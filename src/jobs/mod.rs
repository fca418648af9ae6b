//! Async job orchestrator
//!
//! Runs long-lived work (day optimization, batch prediction, bulk import)
//! on a fixed worker pool. Jobs persist through the store, report throttled
//! progress onto the bus, cancel cooperatively with a deadline, and are
//! orphaned on recovery when a crash left them running.

pub mod import;
pub mod optimize;
pub mod predict;
pub mod registry;

pub use registry::{job_rooms, JobContext, JobHandler, JobRegistry};

use std::collections::{HashMap, VecDeque};
use std::sync::Arc;
use std::time::Duration;

use chrono::Utc;
use parking_lot::Mutex;
use tokio::sync::Notify;
use tokio_util::sync::CancellationToken;
use tracing::{error, info, warn};
use uuid::Uuid;

use crate::bus::EventBus;
use crate::error::{CoreError, CoreResult};
use crate::store::{Store, Versioned};
use crate::types::{EventDraft, EventKind, Job, JobFilter, JobInput, JobKind, JobStatus};

#[derive(Debug, Clone)]
pub struct OrchestratorConfig {
    /// Worker pool size.
    pub workers: usize,
    /// Max concurrent OptimizeDay jobs.
    pub max_optimize_jobs: usize,
    /// A running job with no progress for this long is orphaned on start.
    pub stale_after: Duration,
    /// Cooperative cancel deadline before the job is failed and abandoned.
    pub cancel_deadline: Duration,
}

impl Default for OrchestratorConfig {
    fn default() -> Self {
        Self {
            workers: 4,
            max_optimize_jobs: 4,
            stale_after: Duration::from_secs(15 * 60),
            cancel_deadline: Duration::from_secs(30),
        }
    }
}

#[derive(Debug, Clone)]
struct QueueEntry {
    job_id: Uuid,
    kind: JobKind,
    target_key: String,
}

struct RunningJob {
    kind: JobKind,
    target_key: String,
    token: CancellationToken,
}

pub struct Orchestrator {
    store: Arc<dyn Store>,
    bus: EventBus,
    registry: Arc<JobRegistry>,
    config: OrchestratorConfig,
    queue: Mutex<VecDeque<QueueEntry>>,
    running: Mutex<HashMap<Uuid, RunningJob>>,
    wake: Notify,
}

impl Orchestrator {
    pub fn new(
        store: Arc<dyn Store>,
        bus: EventBus,
        registry: Arc<JobRegistry>,
        config: OrchestratorConfig,
    ) -> Arc<Self> {
        Arc::new(Self {
            store,
            bus,
            registry,
            config,
            queue: Mutex::new(VecDeque::new()),
            running: Mutex::new(HashMap::new()),
            wake: Notify::new(),
        })
    }

    /// Recover persisted state and spawn the worker pool.
    pub async fn start(self: &Arc<Self>) -> CoreResult<Vec<tokio::task::JoinHandle<()>>> {
        self.recover().await?;
        let mut handles = Vec::with_capacity(self.config.workers);
        for worker in 0..self.config.workers {
            let orchestrator = Arc::clone(self);
            handles.push(tokio::spawn(async move {
                orchestrator.worker_loop(worker).await;
            }));
        }
        Ok(handles)
    }

    /// Orphan stale running jobs and requeue persisted queued ones.
    async fn recover(&self) -> CoreResult<()> {
        let stale_before = Utc::now()
            - chrono::Duration::from_std(self.config.stale_after).unwrap_or(chrono::Duration::zero());
        for job in self.store.stale_running_jobs(stale_before).await? {
            warn!("orphaning stale job {}", job.id);
            let version = job.version;
            let mut orphaned = job;
            orphaned.status = JobStatus::Failed;
            orphaned.error_message = Some("orphaned".to_string());
            orphaned.finished_at = Some(Utc::now());
            if let Ok(stored) = self.store.update_job(Versioned::new(orphaned, version)).await {
                self.publish_completed(&stored);
            }
        }

        let queued = self
            .store
            .list_jobs(&JobFilter { status: Some(JobStatus::Queued), ..Default::default() })
            .await?;
        let mut queue = self.queue.lock();
        // list_jobs returns newest first; requeue oldest first.
        for job in queued.into_iter().rev() {
            info!("requeueing persisted job {}", job.id);
            queue.push_back(QueueEntry {
                job_id: job.id,
                kind: job.kind,
                target_key: job.target_key.clone(),
            });
        }
        Ok(())
    }

    // ----------------------------------------------------------------------
    // Submission surface
    // ----------------------------------------------------------------------

    /// Persist and enqueue a job; returns its id immediately.
    pub async fn submit(&self, submitter: Uuid, input: JobInput) -> CoreResult<Uuid> {
        let job = Job::new(submitter, input);
        let entry = QueueEntry {
            job_id: job.id,
            kind: job.kind,
            target_key: job.target_key.clone(),
        };
        self.store.insert_job(job.clone()).await?;
        self.queue.lock().push_back(entry);
        self.wake.notify_waiters();
        info!("job {} submitted ({:?}, key {})", job.id, job.kind, job.target_key);
        Ok(job.id)
    }

    pub async fn get(&self, job_id: Uuid) -> CoreResult<Option<Job>> {
        self.store.get_job(job_id).await
    }

    pub async fn list(&self, filter: &JobFilter) -> CoreResult<Vec<Job>> {
        self.store.list_jobs(filter).await
    }

    /// Request cancellation. Queued jobs cancel immediately; running jobs
    /// are signalled and watched against the cancel deadline. Returns false
    /// when the job is already terminal or unknown.
    pub async fn cancel(self: &Arc<Self>, job_id: Uuid) -> CoreResult<bool> {
        let Some(job) = self.store.get_job(job_id).await? else {
            return Ok(false);
        };
        match job.status {
            JobStatus::Queued => {
                self.queue.lock().retain(|e| e.job_id != job_id);
                let version = job.version;
                let mut cancelled = job;
                cancelled.status = JobStatus::Cancelled;
                cancelled.finished_at = Some(Utc::now());
                match self.store.update_job(Versioned::new(cancelled, version)).await {
                    Ok(stored) => {
                        self.publish_completed(&stored);
                        Ok(true)
                    }
                    // Lost the race against a worker dequeue; signal instead.
                    Err(CoreError::VersionConflict { .. }) => self.signal_running(job_id),
                    Err(other) => Err(other),
                }
            }
            JobStatus::Running => self.signal_running(job_id),
            _ => Ok(false),
        }
    }

    fn signal_running(self: &Arc<Self>, job_id: Uuid) -> CoreResult<bool> {
        let signalled = {
            let running = self.running.lock();
            match running.get(&job_id) {
                Some(run) => {
                    run.token.cancel();
                    true
                }
                None => false,
            }
        };
        if !signalled {
            return Ok(false);
        }

        // Watchdog: a job that ignores the signal past the deadline is
        // recorded as failed and abandoned; its late results are discarded
        // by the version check.
        let orchestrator = Arc::clone(self);
        tokio::spawn(async move {
            tokio::time::sleep(orchestrator.config.cancel_deadline).await;
            let Ok(Some(job)) = orchestrator.store.get_job(job_id).await else { return };
            if job.status != JobStatus::Running {
                return;
            }
            warn!("job {} missed the cancel deadline", job_id);
            let version = job.version;
            let mut failed = job;
            failed.status = JobStatus::Failed;
            failed.error_message = Some("cancel_timeout".to_string());
            failed.finished_at = Some(Utc::now());
            if let Ok(stored) = orchestrator.store.update_job(Versioned::new(failed, version)).await {
                orchestrator.publish_completed(&stored);
            }
        });
        Ok(true)
    }

    // ----------------------------------------------------------------------
    // Workers
    // ----------------------------------------------------------------------

    async fn worker_loop(self: &Arc<Self>, worker: usize) {
        loop {
            let entry = loop {
                if let Some(entry) = self.pop_eligible() {
                    break entry;
                }
                // Re-check periodically: notify can race a push.
                let _ = tokio::time::timeout(Duration::from_millis(500), self.wake.notified()).await;
            };

            if let Err(err) = self.run_job(&entry).await {
                error!("worker {}: job {} infrastructure error: {}", worker, entry.job_id, err);
            }
            self.running.lock().remove(&entry.job_id);
            self.wake.notify_waiters();
        }
    }

    /// Pop the first queue entry whose target key is idle and whose kind is
    /// under its concurrency cap. Scanning front-to-back preserves FIFO per
    /// target key.
    fn pop_eligible(&self) -> Option<QueueEntry> {
        let mut queue = self.queue.lock();
        let mut running = self.running.lock();

        let position = queue.iter().position(|entry| {
            let key_busy = running.values().any(|r| r.target_key == entry.target_key);
            if key_busy {
                return false;
            }
            let kind_count = running.values().filter(|r| r.kind == entry.kind).count();
            kind_count < self.kind_cap(entry.kind)
        })?;

        let entry = queue.remove(position)?;
        running.insert(
            entry.job_id,
            RunningJob {
                kind: entry.kind,
                target_key: entry.target_key.clone(),
                token: CancellationToken::new(),
            },
        );
        Some(entry)
    }

    fn kind_cap(&self, kind: JobKind) -> usize {
        match kind {
            JobKind::OptimizeDay => self.config.max_optimize_jobs,
            _ => self.config.workers,
        }
    }

    async fn run_job(self: &Arc<Self>, entry: &QueueEntry) -> CoreResult<()> {
        let Some(job) = self.store.get_job(entry.job_id).await? else {
            return Ok(());
        };
        if job.status != JobStatus::Queued {
            // Cancelled while queued, or a duplicate requeue.
            return Ok(());
        }

        let token = self
            .running
            .lock()
            .get(&entry.job_id)
            .map(|r| r.token.clone())
            .unwrap_or_default();

        let version = job.version;
        let mut started = job.clone();
        started.status = JobStatus::Running;
        started.started_at = Some(Utc::now());
        started.last_progress_at = Some(Utc::now());
        let started = match self.store.update_job(Versioned::new(started, version)).await {
            Ok(stored) => stored,
            Err(CoreError::VersionConflict { .. }) => return Ok(()),
            Err(other) => return Err(other),
        };

        let ctx = JobContext::new(
            started.id,
            started.kind,
            token,
            self.store.clone(),
            self.bus.clone(),
        );
        ctx.report(0.0, "started").await?;

        let Some(handler) = self.registry.get(started.kind) else {
            self.finish(started.id, Err(CoreError::internal("no handler for kind"))).await;
            return Ok(());
        };

        info!("job {} running ({:?})", started.id, started.kind);
        let result = handler.run(started.input.clone(), &ctx).await;
        self.finish(started.id, result).await;
        Ok(())
    }

    /// Record the outcome and publish `job.completed`. A version conflict
    /// here means a cancel watchdog already closed the row; the late result
    /// is discarded.
    async fn finish(&self, job_id: Uuid, result: CoreResult<serde_json::Value>) {
        let Ok(Some(job)) = self.store.get_job(job_id).await else { return };
        if job.status != JobStatus::Running {
            warn!("job {} already closed ({:?}); discarding result", job_id, job.status);
            return;
        }

        let version = job.version;
        let mut finished = job;
        finished.finished_at = Some(Utc::now());
        match result {
            Ok(handle) => {
                finished.status = JobStatus::Succeeded;
                finished.progress = 1.0;
                finished.result = Some(handle);
            }
            Err(CoreError::Cancelled) => {
                finished.status = JobStatus::Cancelled;
                finished.error_message = Some("cancelled".to_string());
            }
            Err(err) => {
                finished.status = JobStatus::Failed;
                finished.error_message = Some(format!("{}: {}", err.code(), err));
            }
        }

        match self.store.update_job(Versioned::new(finished, version)).await {
            Ok(stored) => {
                info!("job {} finished: {:?}", job_id, stored.status);
                self.publish_completed(&stored);
            }
            Err(CoreError::VersionConflict { .. }) => {
                warn!("job {} result discarded after version race", job_id);
            }
            Err(err) => error!("job {} finish write failed: {}", job_id, err),
        }
    }

    fn publish_completed(&self, job: &Job) {
        self.bus.publish(
            &job_rooms(job.kind),
            EventDraft::new(
                EventKind::JobCompleted,
                serde_json::json!({
                    "jobId": job.id,
                    "kind": job.kind,
                    "status": job.status,
                    "error": job.error_message,
                    "result": job.result,
                }),
            ),
        );
    }
}
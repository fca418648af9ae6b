//! Encoded polyline codec
//!
//! Valhalla-style encoding at 6 decimal places (Google's classic format uses
//! 5). The encoding is lossless at the chosen precision.

use anyhow::Result;

use crate::types::Coordinates;

/// Encode a coordinate sequence into an ASCII polyline.
pub fn encode(points: &[Coordinates], precision: u32) -> String {
    let factor = 10_f64.powi(precision as i32);
    let mut out = String::new();
    let mut prev_lat = 0i64;
    let mut prev_lng = 0i64;

    for p in points {
        let lat = (p.lat * factor).round() as i64;
        let lng = (p.lng * factor).round() as i64;
        encode_value(lat - prev_lat, &mut out);
        encode_value(lng - prev_lng, &mut out);
        prev_lat = lat;
        prev_lng = lng;
    }

    out
}

fn encode_value(value: i64, out: &mut String) {
    let mut v = if value < 0 { !(value << 1) } else { value << 1 };
    while v >= 0x20 {
        out.push((((0x20 | (v & 0x1f)) + 63) as u8) as char);
        v >>= 5;
    }
    out.push(((v + 63) as u8) as char);
}

/// Decode an encoded polyline into coordinates.
pub fn decode(encoded: &str, precision: u32) -> Result<Vec<Coordinates>> {
    let factor = 10_f64.powi(precision as i32);
    let mut coordinates = Vec::new();
    let mut lat = 0i64;
    let mut lng = 0i64;

    let bytes = encoded.as_bytes();
    let mut i = 0;

    while i < bytes.len() {
        let dlat = decode_value(bytes, &mut i)?;
        lat += dlat;
        let dlng = decode_value(bytes, &mut i)?;
        lng += dlng;

        coordinates.push(Coordinates {
            lat: lat as f64 / factor,
            lng: lng as f64 / factor,
        });
    }

    Ok(coordinates)
}

fn decode_value(bytes: &[u8], i: &mut usize) -> Result<i64> {
    let mut shift = 0;
    let mut result = 0i64;
    loop {
        if *i >= bytes.len() {
            anyhow::bail!("invalid polyline encoding");
        }
        let byte = bytes[*i] as i64 - 63;
        *i += 1;
        result |= (byte & 0x1f) << shift;
        shift += 5;
        if byte < 0x20 {
            break;
        }
    }
    Ok(if result & 1 != 0 { !(result >> 1) } else { result >> 1 })
}

/// Concatenate leg polylines, skipping the duplicated joint point between
/// consecutive legs, and re-encode as one line.
pub fn join_legs(legs: &[String], precision: u32) -> Result<String> {
    let mut all = Vec::new();
    for (i, leg) in legs.iter().enumerate() {
        let coords = decode(leg, precision)?;
        if i == 0 {
            all.extend(coords);
        } else {
            all.extend(coords.into_iter().skip(1));
        }
    }
    Ok(encode(&all, precision))
}
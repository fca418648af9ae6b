//! Constrained search: cheapest insertion + guided local search
//!
//! The search is deterministic for a given input and seed: neighborhoods are
//! scanned in a seeded but reproducible order, ties never replace an
//! incumbent, and penalization breaks ties by arc index.

use std::collections::HashMap;
use std::time::{Duration, Instant};

use rand::rngs::StdRng;
use rand::seq::SliceRandom;
use rand::SeedableRng;
use tokio_util::sync::CancellationToken;
use tracing::debug;

use crate::error::{CoreError, CoreResult};
use crate::services::routing::TravelMatrix;
use crate::types::{Objective, OrderPriority, UnassignedReason};

use super::problem::VrpProblem;
use super::solution::{assignment_cost, evaluate_route, travel_minutes, Schedule};

/// Guided-local-search penalty weight relative to the mean arc cost.
const PENALTY_ALPHA: f64 = 0.3;

/// Penalization rounds without a true improvement before the search is
/// considered converged. A structural bound, not a wall-clock one, so small
/// instances terminate identically run to run.
const CONVERGENCE_ROUNDS: u32 = 40;

#[derive(Debug, Clone)]
pub struct SearchParams {
    pub objective: Objective,
    pub budget: Duration,
    /// Stop improving after this long without a better incumbent.
    pub patience: Duration,
    pub seed: u64,
}

impl Default for SearchParams {
    fn default() -> Self {
        Self {
            objective: Objective::Balanced,
            budget: Duration::from_secs(30),
            patience: Duration::from_secs(5),
            seed: 0x6a5_11e,
        }
    }
}

/// Raw search result over stop indices.
#[derive(Debug, Clone)]
pub struct SearchOutcome {
    /// Stop-index sequence per vehicle, aligned with `problem.vehicles`.
    pub routes: Vec<Vec<usize>>,
    pub schedules: Vec<Schedule>,
    pub unassigned: Vec<(usize, UnassignedReason)>,
    pub improved: bool,
    /// Construction could not finish inside the budget.
    pub fallback: bool,
    /// The caller's cancel token fired mid-search.
    pub cancelled: bool,
}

■ ■ ■ ■

Problem statement: Check every line of the records, and copy the ones that hold the word "OptimizeDay".

Written answer:
    /// Max concurrent OptimizeDay jobs.
            JobKind::OptimizeDay => self.config.max_optimize_jobs,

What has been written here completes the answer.